*Task goal*.
Take the data from its first line. Print each line exactly until the line containing "use crate::models::MissionKind;" has been printed too.

*Stored data*.
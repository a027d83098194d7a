//! Parameter structures for tracker operations
//!
//! Shared parameter structures used by every interface (CLI, MCP) without
//! framework-specific dependencies. Interface layers wrap or convert into
//! these types:
//!
//! ```text
//! ┌─────────────────┐    ┌─────────────────┐    ┌─────────────────┐
//! │   CLI Args      │    │   MCP Params    │    │  Core Params    │
//! │  (clap derives) │───▶│ (serde derives) │───▶│ (minimal deps)  │
//! └─────────────────┘    └─────────────────┘    └─────────────────┘
//! ```
//!
//! JSON schema generation for the MCP server is only compiled in with the
//! `schema` feature.

#[cfg(feature = "schema")]
use schemars::JsonSchema;
use serde::{Deserialize, Serialize};

use crate::models::MissionKind;

/// Parameters for operations scoped to a single resident.
#[derive(Debug, Clone, Default, Serialize, Deserialize)]
#[cfg_attr(feature = "schema", derive(JsonSchema))]
pub struct UserRef {
    /// Identifier of the resident
    pub user_id: String,
}

/// Parameters for listing a development's missions with a resident's
/// progress.
#[derive(Debug, Clone, Default, Serialize, Deserialize)]
#[cfg_attr(feature = "schema", derive(JsonSchema))]
pub struct ListMissions {
    /// Identifier of the resident
    pub user_id: String,
    /// Development the resident lives in
    pub development_id: String,
    /// Daily missions are sampled; evolution missions are all listed
    #[serde(default)]
    pub kind: MissionKind,
    /// Seed for the daily sample; a fresh random draw when absent
    #[serde(default, skip_serializing_if = "Option::is_none")]
    pub seed: Option<u64>,
}

/// Parameters for drawing today's daily missions.
#[derive(Debug, Clone, Default, Serialize, Deserialize)]
#[cfg_attr(feature = "schema", derive(JsonSchema))]
pub struct DailyMissions {
    /// Identifier of the resident
    pub user_id: String,
    /// Development the resident lives in
    pub development_id: String,
    /// Seed for a reproducible draw; a fresh random draw when absent
    #[serde(default, skip_serializing_if = "Option::is_none")]
    pub seed: Option<u64>,
}

impl From<DailyMissions> for ListMissions {
    fn from(val: DailyMissions) -> Self {
        ListMissions {
            user_id: val.user_id,
            development_id: val.development_id,
            kind: MissionKind::Daily,
            seed: val.seed,
        }
    }
}

/// Parameters for listing a development's evolution missions.
#[derive(Debug, Clone, Default, Serialize, Deserialize)]
#[cfg_attr(feature = "schema", derive(JsonSchema))]
pub struct EvolutionMissions {
    /// Identifier of the resident
    pub user_id: String,
    /// Development the resident lives in
    pub development_id: String,
}

impl From<EvolutionMissions> for ListMissions {
    fn from(val: EvolutionMissions) -> Self {
        ListMissions {
            user_id: val.user_id,
            development_id: val.development_id,
            kind: MissionKind::Evolution,
            seed: None,
        }
    }
}

/// Parameters identifying one mission of one resident.
#[derive(Debug, Clone, Default, Serialize, Deserialize)]
#[cfg_attr(feature = "schema", derive(JsonSchema))]
pub struct MissionRef {
    /// Identifier of the resident
    pub user_id: String,
    /// Catalog ID of the mission
    pub mission_id: u64,
}

/// Parameters for flipping one task of a mission.
#[derive(Debug, Clone, Default, Serialize, Deserialize)]
#[cfg_attr(feature = "schema", derive(JsonSchema))]
pub struct ToggleTask {
    /// Identifier of the resident
    pub user_id: String,
    /// Catalog ID of the mission
    pub mission_id: u64,
    /// 0-based index of the task in the mission's task list
    pub task_index: usize,
}

/// Parameters for claiming a completed mission's reward.
#[derive(Debug, Clone, Default, Serialize, Deserialize)]
#[cfg_attr(feature = "schema", derive(JsonSchema))]
pub struct ClaimReward {
    /// Identifier of the resident
    pub user_id: String,
    /// Catalog ID of the mission
    pub mission_id: u64,
    /// Name recorded as the claimant; defaults to the user ID
    #[serde(default, skip_serializing_if = "Option::is_none")]
    pub claimant: Option<String>,
}

impl ClaimReward {
    /// The name recorded on the claim.
    pub fn claimant(&self) -> &str {
        self.claimant.as_deref().unwrap_or(&self.user_id)
    }
}

/// Parameters for registering a point of interest.
#[derive(Debug, Clone, Default, Serialize, Deserialize)]
#[cfg_attr(feature = "schema", derive(JsonSchema))]
pub struct CreatePoi {
    /// Explicit identifier; generated when absent
    #[serde(default, skip_serializing_if = "Option::is_none")]
    pub id: Option<String>,
    /// Development the entry belongs to
    pub development_id: String,
    /// Display name
    pub name: String,
    /// Category label
    pub category: String,
    /// Latitude in degrees, -90 to 90
    #[serde(default, skip_serializing_if = "Option::is_none")]
    pub latitude: Option<f64>,
    /// Longitude in degrees, -180 to 180
    #[serde(default, skip_serializing_if = "Option::is_none")]
    pub longitude: Option<f64>,
}

/// Parameters for searching a development's points of interest.
#[derive(Debug, Clone, Default, Serialize, Deserialize)]
#[cfg_attr(feature = "schema", derive(JsonSchema))]
pub struct ListPois {
    /// Development to search in
    pub development_id: String,
    /// Exact category, or "all" / absent for every category
    #[serde(default, skip_serializing_if = "Option::is_none")]
    pub category: Option<String>,
    /// Case-insensitive substring of the name
    #[serde(default, skip_serializing_if = "Option::is_none")]
    pub search: Option<String>,
}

*Written solution*.
repository a027d83098194d7a
//! Parameter structures for tracker operations
//!
//! Shared parameter structures used by every interface (CLI, MCP) without
//! framework-specific dependencies. Interface layers wrap or convert into
//! these types:
//!
//! ```text
//! ┌─────────────────┐    ┌─────────────────┐    ┌─────────────────┐
//! │   CLI Args      │    │   MCP Params    │    │  Core Params    │
//! │  (clap derives) │───▶│ (serde derives) │───▶│ (minimal deps)  │
//! └─────────────────┘    └─────────────────┘    └─────────────────┘
//! ```
//!
//! JSON schema generation for the MCP server is only compiled in with the
//! `schema` feature.

#[cfg(feature = "schema")]
use schemars::JsonSchema;
use serde::{Deserialize, Serialize};

use crate::models::MissionKind;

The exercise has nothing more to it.